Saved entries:
Segment Open

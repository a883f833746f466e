// Copyright (c) 2025 Soumyadip Sarkar.
// All rights reserved.
//
// This source code is licensed under the license found in the
// LICENSE file in the root directory of this source tree.

use crate::users;
use crate::utils::pretty_table;
use anyhow::Result;
use rusqlite::Connection;

pub fn handle(conn: &Connection, m: &clap::ArgMatches) -> Result<()> {
    match m.subcommand() {
        Some(("add", sub)) => {
            let email = sub.get_one::<String>("email").unwrap();
            let name = sub.get_one::<String>("name").unwrap();
            let user = users::register(conn, email, name)?;
            println!("Added user '{}' <{}>", user.full_name, user.email);
        }
        Some(("list", _)) => {
            let data = users::list(conn)?
                .into_iter()
                .map(|u| {
                    vec![
                        u.email,
                        u.full_name,
                        u.created_at.format("%Y-%m-%d").to_string(),
                    ]
                })
                .collect();
            println!("{}", pretty_table(&["Email", "Name", "Created"], data));
        }
        _ => {}
    }
    Ok(())
}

Segment Closed

_Task brief_
Among the entries above, locate the lines containing "use crate::utils::pretty_table;" and "let data = users::list(conn)?", and transcribe exactly those two lines and all lines between.

_Output of the task_
use crate::utils::pretty_table;
use anyhow::Result;
use rusqlite::Connection;

pub fn handle(conn: &Connection, m: &clap::ArgMatches) -> Result<()> {
    match m.subcommand() {
        Some(("add", sub)) => {
            let email = sub.get_one::<String>("email").unwrap();
            let name = sub.get_one::<String>("name").unwrap();
            let user = users::register(conn, email, name)?;
            println!("Added user '{}' <{}>", user.full_name, user.email);
        }
        Some(("list", _)) => {
            let data = users::list(conn)?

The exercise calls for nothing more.